Assignment: Please repeat, unchanged, the lines at the top of the listing below, ending with the one that has "pub fn diff(input: &str, target: &str)".

Records for processing:

○ ○ ○ ○

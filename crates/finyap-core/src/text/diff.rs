//! Positional character diff for post-guess review.
//!
//! Comparison is by code point position only. An inserted or dropped
//! character shifts everything after it into mismatch.

use serde::{Deserialize, Serialize};

use super::normalize;

#[derive(Debug, Clone, Copy, PartialEq, Eq, Serialize, Deserialize)]
#[serde(rename_all = "lowercase")]
pub enum Mark {
    Match,
    Mismatch,
}

/// One character with its diff annotation.
#[derive(Debug, Clone, Copy, PartialEq, Eq, Serialize, Deserialize)]
pub struct Annotated {
    pub ch: char,
    pub mark: Mark,
}

impl Annotated {
    fn new(ch: char, mark: Mark) -> Self {
        Self { ch, mark }
    }

    pub fn is_match(&self) -> bool {
        self.mark == Mark::Match
    }
}

/// Both sides of a diff. Each side only holds the characters it actually has,
/// so the shorter side ends early.
#[derive(Debug, Clone, Default, PartialEq, Eq, Serialize, Deserialize)]
pub struct Diff {
    pub input: Vec<Annotated>,
    pub target: Vec<Annotated>,
}

impl Diff {
    pub fn is_exact(&self) -> bool {
        self.input.len() == self.target.len()
            && self.input.iter().chain(&self.target).all(Annotated::is_match)
    }
}

/// Align `input` against `target` position by position, ignoring case.
pub fn diff(input: &str, target: &str) -> Diff {
    let input: Vec<char> = input.chars().collect();
    let target: Vec<char> = target.chars().collect();
    let len = input.len().max(target.len());

    let mut out = Diff {
        input: Vec::with_capacity(input.len()),
        target: Vec::with_capacity(target.len()),
    };

    for i in 0..len {
        match (input.get(i), target.get(i)) {
            (Some(&a), Some(&b)) => {
                let mark = if same_ignoring_case(a, b) {
                    Mark::Match
                } else {
                    Mark::Mismatch
                };
                out.input.push(Annotated::new(a, mark));
                out.target.push(Annotated::new(b, mark));
            }
            (Some(&a), None) => out.input.push(Annotated::new(a, Mark::Mismatch)),
            (None, Some(&b)) => out.target.push(Annotated::new(b, Mark::Mismatch)),
            (None, None) => {}
        }
    }
    out
}

/// Running feedback while a guess is being typed.
///
/// The partial input is normalized first and compared exactly against the
/// normalized target. Returns `None` when there is nothing to show yet.
pub fn live_feedback(input: &str, normalized_target: &str) -> Option<Vec<Annotated>> {
    let input = normalize(input);
    if input.is_empty() {
        return None;
    }
    let target: Vec<char> = normalized_target.chars().collect();
    let marks = input
        .chars()
        .enumerate()
        .map(|(i, c)| {
            let mark = match target.get(i) {
                Some(&t) if t == c => Mark::Match,
                _ => Mark::Mismatch,
            };
            Annotated::new(c, mark)
        })
        .collect();
    Some(marks)
}

fn same_ignoring_case(a: char, b: char) -> bool {
    a.to_lowercase().eq(b.to_lowercase())
}

#[cfg(test)]
mod tests {
    use super::*;

    fn marks(side: &[Annotated]) -> Vec<Mark> {
        side.iter().map(|a| a.mark).collect()
    }

    #[test]
    fn missing_tail_character() {
        let d = diff("talo", "talon");
        assert_eq!(d.input.len(), 4);
        assert!(d.input.iter().all(Annotated::is_match));
        assert_eq!(d.target.len(), 5);
        assert!(d.target[..4].iter().all(Annotated::is_match));
        assert_eq!(d.target[4], Annotated::new('n', Mark::Mismatch));
        assert!(!d.is_exact());
    }

    #[test]
    fn case_is_ignored() {
        let d = diff("MINÄ", "minä");
        assert!(d.is_exact());
        assert_eq!(d.input.iter().map(|a| a.ch).collect::<String>(), "MINÄ");
    }

    #[test]
    fn substitution_marks_both_sides() {
        let d = diff("meen", "menen");
        assert_eq!(
            marks(&d.input),
            vec![Mark::Match, Mark::Match, Mark::Mismatch, Mark::Mismatch]
        );
        assert_eq!(
            marks(&d.target),
            vec![Mark::Match, Mark::Match, Mark::Mismatch, Mark::Mismatch, Mark::Mismatch]
        );
    }

    #[test]
    fn extra_input_is_mismatch() {
        let d = diff("talot", "talo");
        assert_eq!(d.input[4], Annotated::new('t', Mark::Mismatch));
        assert_eq!(d.target.len(), 4);
    }

    #[test]
    fn live_feedback_is_empty_for_blank_input() {
        assert!(live_feedback("", "talo").is_none());
        assert!(live_feedback("?", "talo").is_none());
    }

    #[test]
    fn live_feedback_marks_prefix() {
        let fb = live_feedback("Tav", "talo").unwrap();
        assert_eq!(marks(&fb), vec![Mark::Match, Mark::Match, Mark::Mismatch]);
    }
}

○ ○ ○ ○

Task result:
filename crates/finyap-core/src/text/diff.rs
//! Positional character diff for post-guess review.
//!
//! Comparison is by code point position only. An inserted or dropped
//! character shifts everything after it into mismatch.

use serde::{Deserialize, Serialize};

use super::normalize;

#[derive(Debug, Clone, Copy, PartialEq, Eq, Serialize, Deserialize)]
#[serde(rename_all = "lowercase")]
pub enum Mark {
    Match,
    Mismatch,
}

/// One character with its diff annotation.
#[derive(Debug, Clone, Copy, PartialEq, Eq, Serialize, Deserialize)]
pub struct Annotated {
    pub ch: char,
    pub mark: Mark,
}

impl Annotated {
    fn new(ch: char, mark: Mark) -> Self {
        Self { ch, mark }
    }

    pub fn is_match(&self) -> bool {
        self.mark == Mark::Match
    }
}

/// Both sides of a diff. Each side only holds the characters it actually has,
/// so the shorter side ends early.
#[derive(Debug, Clone, Default, PartialEq, Eq, Serialize, Deserialize)]
pub struct Diff {
    pub input: Vec<Annotated>,
    pub target: Vec<Annotated>,
}

impl Diff {
    pub fn is_exact(&self) -> bool {
        self.input.len() == self.target.len()
            && self.input.iter().chain(&self.target).all(Annotated::is_match)
    }
}

/// Align `input` against `target` position by position, ignoring case.
pub fn diff(input: &str, target: &str) -> Diff {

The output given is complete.